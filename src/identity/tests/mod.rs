//! Unit tests for the identity gate and user services.

mod users_tests;
//! Attachment records created from object-store notifications.

use super::{TaskServiceResult, lookup::load_task};
use crate::identity::domain::UserId;
use crate::store::{
    domain::{Entity, ItemKey, WriteCondition},
    ports::{KeyedStore, StoreError},
};
use crate::task::domain::{Attachment, AttachmentPolicy, TaskId, UploadedObject};
use mockable::Clock;
use serde::Deserialize;
use std::collections::HashMap;
use std::sync::Arc;
use tracing::{debug, info};

/// New-object notification from the object store.
#[derive(Debug, Clone, PartialEq, Eq, Deserialize)]
#[serde(rename_all = "camelCase")]
pub struct ObjectCreated {
    /// Bucket holding the object.
    pub bucket: String,
    /// Object key.
    pub key: String,
    /// MIME content type.
    pub content_type: String,
    /// Size in bytes.
    pub size: u64,
    /// User metadata attached at upload time.
    #[serde(default)]
    pub metadata: HashMap<String, String>,
}

impl ObjectCreated {
    /// Looks up a metadata value, ignoring key case.
    #[must_use]
    pub fn metadata_value(&self, name: &str) -> Option<&str> {
        self.metadata
            .iter()
            .find(|(key, _)| key.eq_ignore_ascii_case(name))
            .map(|(_, value)| value.as_str())
            .filter(|value| !value.trim().is_empty())
    }
}

/// Turns uploaded objects into [`Attachment`] rows.
#[derive(Clone)]
pub struct AttachmentRecorder<S, C>
where
    S: KeyedStore,
    C: Clock + Send + Sync,
{
    store: Arc<S>,
    clock: Arc<C>,
    policy: AttachmentPolicy,
}

impl<S, C> AttachmentRecorder<S, C>
where
    S: KeyedStore,
    C: Clock + Send + Sync,
{
    /// Creates a recorder enforcing `policy`.
    #[must_use]
    pub const fn new(store: Arc<S>, clock: Arc<C>, policy: AttachmentPolicy) -> Self {
        Self {
            store,
            clock,
            policy,
        }
    }

    /// Records an attachment for an uploaded object.
    ///
    /// Objects without `taskId` and `userId` metadata are not attachments
    /// and yield `Ok(None)`. A redelivered notification returns the
    /// attachment recorded the first time.
    ///
    /// # Errors
    ///
    /// Returns [`super::TaskServiceError::Domain`] for disallowed types or
    /// oversize files, [`super::TaskServiceError::TaskNotFound`] when the
    /// task is absent, and store failures.
    pub async fn record(&self, object: ObjectCreated) -> TaskServiceResult<Option<Attachment>> {
        let (Some(raw_task), Some(raw_user)) = (
            object.metadata_value("taskId"),
            object.metadata_value("userId"),
        ) else {
            debug!(bucket = %object.bucket, key = %object.key, "object has no task metadata");
            return Ok(None);
        };
        let task_id = TaskId::new(raw_task)?;
        let Ok(uploaded_by) = UserId::new(raw_user) else {
            debug!(key = %object.key, "object has an invalid uploader");
            return Ok(None);
        };
        load_task(&*self.store, &task_id).await?;

        let attachment = Attachment::record(
            task_id,
            uploaded_by,
            UploadedObject {
                bucket: object.bucket,
                storage_key: object.key,
                content_type: object.content_type,
                size: object.size,
            },
            &self.policy,
            &*self.clock,
        )?;
        match self
            .store
            .put(
                Entity::Attachment(attachment.clone()),
                Some(WriteCondition::NotExists),
            )
            .await
        {
            Ok(()) => {}
            Err(StoreError::ConditionFailed(_)) => {
                debug!(
                    task_id = %attachment.task_id(),
                    attachment_id = %attachment.id(),
                    "attachment already recorded"
                );
                let existing = self
                    .store
                    .get(&ItemKey::attachment(attachment.task_id(), attachment.id()))
                    .await?
                    .and_then(Entity::into_attachment);
                return Ok(Some(existing.unwrap_or(attachment)));
            }
            Err(err) => return Err(err.into()),
        }
        info!(
            task_id = %attachment.task_id(),
            file_name = attachment.file_name(),
            size = attachment.file_size(),
            "attachment recorded"
        );
        Ok(Some(attachment))
    }
}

What you are asked to do: Across the data, find each line that has "HashMap" in it and copy that line.

Solution to this task:
use std::collections::HashMap;
    pub metadata: HashMap<String, String>,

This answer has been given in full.